• [The task]
Run through the records and, wherever a line holds the word "rolled", return that line.
"""
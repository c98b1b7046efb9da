//! SurrealDB implementation of [`ProfileChangeRepository`].

use chrono::{DateTime, Utc};
use cprhub_core::error::CprResult;
use cprhub_core::models::profile_change::{
    CreateProfileChange, ProfileChangeRequest, ProfileChangeStatus, ProfileField,
};
use cprhub_core::repository::ProfileChangeRepository;
use surrealdb::{Connection, Surreal};
use surrealdb_types::SurrealValue;
use tracing::debug;
use uuid::Uuid;

use super::support::{CountRow, not_found, parse_enum, parse_opt_uuid, parse_uuid, stale};
use crate::error::DbError;

const SELECT_FIELDS: &str = "SELECT meta::id(id) AS record_id, *";

#[derive(Debug, SurrealValue)]
struct ProfileChangeRow {
    record_id: String,
    user_id: String,
    field_name: String,
    old_value: Option<String>,
    new_value: String,
    status: String,
    review_comment: Option<String>,
    reviewed_by: Option<String>,
    reviewed_at: Option<DateTime<Utc>>,
    created_at: DateTime<Utc>,
}

impl ProfileChangeRow {
    fn try_into_request(self) -> Result<ProfileChangeRequest, DbError> {
        Ok(ProfileChangeRequest {
            id: parse_uuid("profile change", &self.record_id)?,
            user_id: parse_uuid("user", &self.user_id)?,
            field: parse_enum::<ProfileField>("profile field", &self.field_name)?,
            old_value: self.old_value,
            new_value: self.new_value,
            status: parse_enum::<ProfileChangeStatus>("profile change status", &self.status)?,
            review_comment: self.review_comment,
            reviewed_by: parse_opt_uuid("reviewed_by", self.reviewed_by)?,
            reviewed_at: self.reviewed_at,
            created_at: self.created_at,
        })
    }
}

/// SurrealDB implementation of the ProfileChange repository.
#[derive(Clone)]
pub struct SurrealProfileChangeRepository<C: Connection> {
    db: Surreal<C>,
}

impl<C: Connection> SurrealProfileChangeRepository<C> {
    pub fn new(db: Surreal<C>) -> Self {
        Self { db }
    }

    async fn fetch(&self, id: &str) -> Result<ProfileChangeRequest, DbError> {
        let query = format!("{SELECT_FIELDS} FROM type::record('profile_change_request', $id)");
        let mut result = self
            .db
            .query(&query)
            .bind(("id", id.to_string()))
            .await?;
        let rows: Vec<ProfileChangeRow> = result.take(0)?;
        rows.into_iter()
            .next()
            .ok_or_else(|| not_found("profile change", id))?
            .try_into_request()
    }

    async fn list_where(
        &self,
        condition: &str,
        value: Option<String>,
    ) -> CprResult<Vec<ProfileChangeRequest>> {
        let query = format!(
            "{SELECT_FIELDS} FROM profile_change_request WHERE {condition} \
             ORDER BY created_at ASC"
        );
        let mut result = self
            .db
            .query(&query)
            .bind(("value", value))
            .await
            .map_err(DbError::from)?;
        let rows: Vec<ProfileChangeRow> = result.take(0).map_err(DbError::from)?;

        Ok(rows
            .into_iter()
            .map(|row| row.try_into_request())
            .collect::<Result<Vec<_>, DbError>>()?)
    }

    async fn email_taken(&self, email: &str, user_id: &str) -> Result<bool, DbError> {
        let mut result = self
            .db
            .query(
                "SELECT count() AS total FROM user \
                 WHERE email = $email AND meta::id(id) != $user_id GROUP ALL",
            )
            .bind(("email", email.to_string()))
            .bind(("user_id", user_id.to_string()))
            .await?;
        let rows: Vec<CountRow> = result.take(0)?;
        Ok(rows.first().is_some_and(|r| r.total > 0))
    }

    async fn pending_count(&self, user_id: &str, field: ProfileField) -> Result<u64, DbError> {
        let mut result = self
            .db
            .query(
                "SELECT count() AS total FROM profile_change_request \
                 WHERE user_id = $user_id AND field_name = $field_name \
                 AND status = 'pending' GROUP ALL",
            )
            .bind(("user_id", user_id.to_string()))
            .bind(("field_name", field.as_str()))
            .await?;
        let rows: Vec<CountRow> = result.take(0)?;
        Ok(rows.first().map(|r| r.total).unwrap_or(0))
    }
}

impl<C: Connection> ProfileChangeRepository for SurrealProfileChangeRepository<C> {
    async fn create(&self, input: CreateProfileChange) -> CprResult<ProfileChangeRequest> {
        let id = Uuid::new_v4().to_string();
        let user_id = input.user_id.to_string();

        let outcome = self
            .db
            .query(
                "BEGIN TRANSACTION; \
                 LET $open = (SELECT VALUE meta::id(id) FROM profile_change_request \
                     WHERE user_id = $user_id AND field_name = $field_name \
                     AND status = 'pending'); \
                 IF array::len($open) > 0 { THROW 'pending profile change exists' }; \
                 CREATE type::record('profile_change_request', $id) SET \
                     user_id = $user_id, field_name = $field_name, \
                     old_value = $old_value, new_value = $new_value, \
                     status = 'pending'; \
                 COMMIT TRANSACTION;",
            )
            .bind(("id", id.clone()))
            .bind(("user_id", user_id.clone()))
            .bind(("field_name", input.field.as_str()))
            .bind(("old_value", input.old_value))
            .bind(("new_value", input.new_value))
            .await
            .map_err(DbError::from)?
            .check();

        if let Err(e) = outcome {
            debug!(user_id = %user_id, error = %e, "Profile change creation rolled back");
            return Err(if self.pending_count(&user_id, input.field).await? > 0 {
                DbError::Duplicate {
                    entity: format!("pending {} change", input.field),
                }
            } else {
                DbError::Query(e.to_string())
            }
            .into());
        }

        Ok(self.fetch(&id).await?)
    }

    async fn get_by_id(&self, id: Uuid) -> CprResult<ProfileChangeRequest> {
        Ok(self.fetch(&id.to_string()).await?)
    }

    async fn list_for_user(&self, user_id: Uuid) -> CprResult<Vec<ProfileChangeRequest>> {
        self.list_where("user_id = $value", Some(user_id.to_string()))
            .await
    }

    async fn list(
        &self,
        status: Option<ProfileChangeStatus>,
    ) -> CprResult<Vec<ProfileChangeRequest>> {
        match status {
            Some(status) => {
                self.list_where("status = $value", Some(status.as_str().to_string()))
                    .await
            }
            None => self.list_where("true", None).await,
        }
    }

    async fn approve(
        &self,
        id: Uuid,
        reviewer: Uuid,
        comment: Option<String>,
    ) -> CprResult<ProfileChangeRequest> {
        let id_str = id.to_string();
        let request = self.fetch(&id_str).await?;

        // The column name comes from a closed enum.
        let column = request.field.as_str();
        let query = format!(
            "BEGIN TRANSACTION; \
             LET $request = (UPDATE type::record('profile_change_request', $id) SET \
                 status = 'approved', review_comment = $comment, \
                 reviewed_by = $reviewer, reviewed_at = time::now() \
                 WHERE status = 'pending'); \
             IF array::len($request) = 0 {{ THROW 'profile change changed concurrently' }}; \
             UPDATE type::record('user', $user_id) SET \
                 {column} = $new_value, updated_at = time::now(); \
             COMMIT TRANSACTION;"
        );

        let outcome = self
            .db
            .query(&query)
            .bind(("id", id_str.clone()))
            .bind(("comment", comment))
            .bind(("reviewer", reviewer.to_string()))
            .bind(("user_id", request.user_id.to_string()))
            .bind(("new_value", request.new_value.clone()))
            .await
            .map_err(DbError::from)?
            .check();

        if let Err(e) = outcome {
            debug!(profile_change_id = %id, error = %e, "Approval rolled back");
            let current = self.fetch(&id_str).await?;
            return Err(if current.status != ProfileChangeStatus::Pending {
                DbError::Conflict(format!(
                    "profile change {id} is {}, expected pending",
                    current.status
                ))
            } else if request.field == ProfileField::Email
                && self.email_taken(&request.new_value, &request.user_id.to_string()).await?
            {
                DbError::Duplicate {
                    entity: "user email".into(),
                }
            } else {
                DbError::Query(e.to_string())
            }
            .into());
        }

        Ok(self.fetch(&id_str).await?)
    }

    async fn reject(
        &self,
        id: Uuid,
        reviewer: Uuid,
        comment: Option<String>,
    ) -> CprResult<ProfileChangeRequest> {
        let id_str = id.to_string();
        let mut result = self
            .db
            .query(
                "UPDATE type::record('profile_change_request', $id) SET \
                 status = 'rejected', review_comment = $comment, \
                 reviewed_by = $reviewer, reviewed_at = time::now() \
                 WHERE status = 'pending'",
            )
            .bind(("id", id_str.clone()))
            .bind(("comment", comment))
            .bind(("reviewer", reviewer.to_string()))
            .await
            .map_err(DbError::from)?;
        let updated: Vec<surrealdb_types::Value> = result.take(0).map_err(DbError::from)?;
        if updated.is_empty() {
            return Err(stale(
                &self.db,
                "profile_change_request",
                "profile change",
                &id_str,
                "pending",
            )
            .await
            .into());
        }
        Ok(self.fetch(&id_str).await?)
    }
}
"""
• [Reply]
            debug!(user_id = %user_id, error = %e, "Profile change creation rolled back");
            debug!(profile_change_id = %id, error = %e, "Approval rolled back");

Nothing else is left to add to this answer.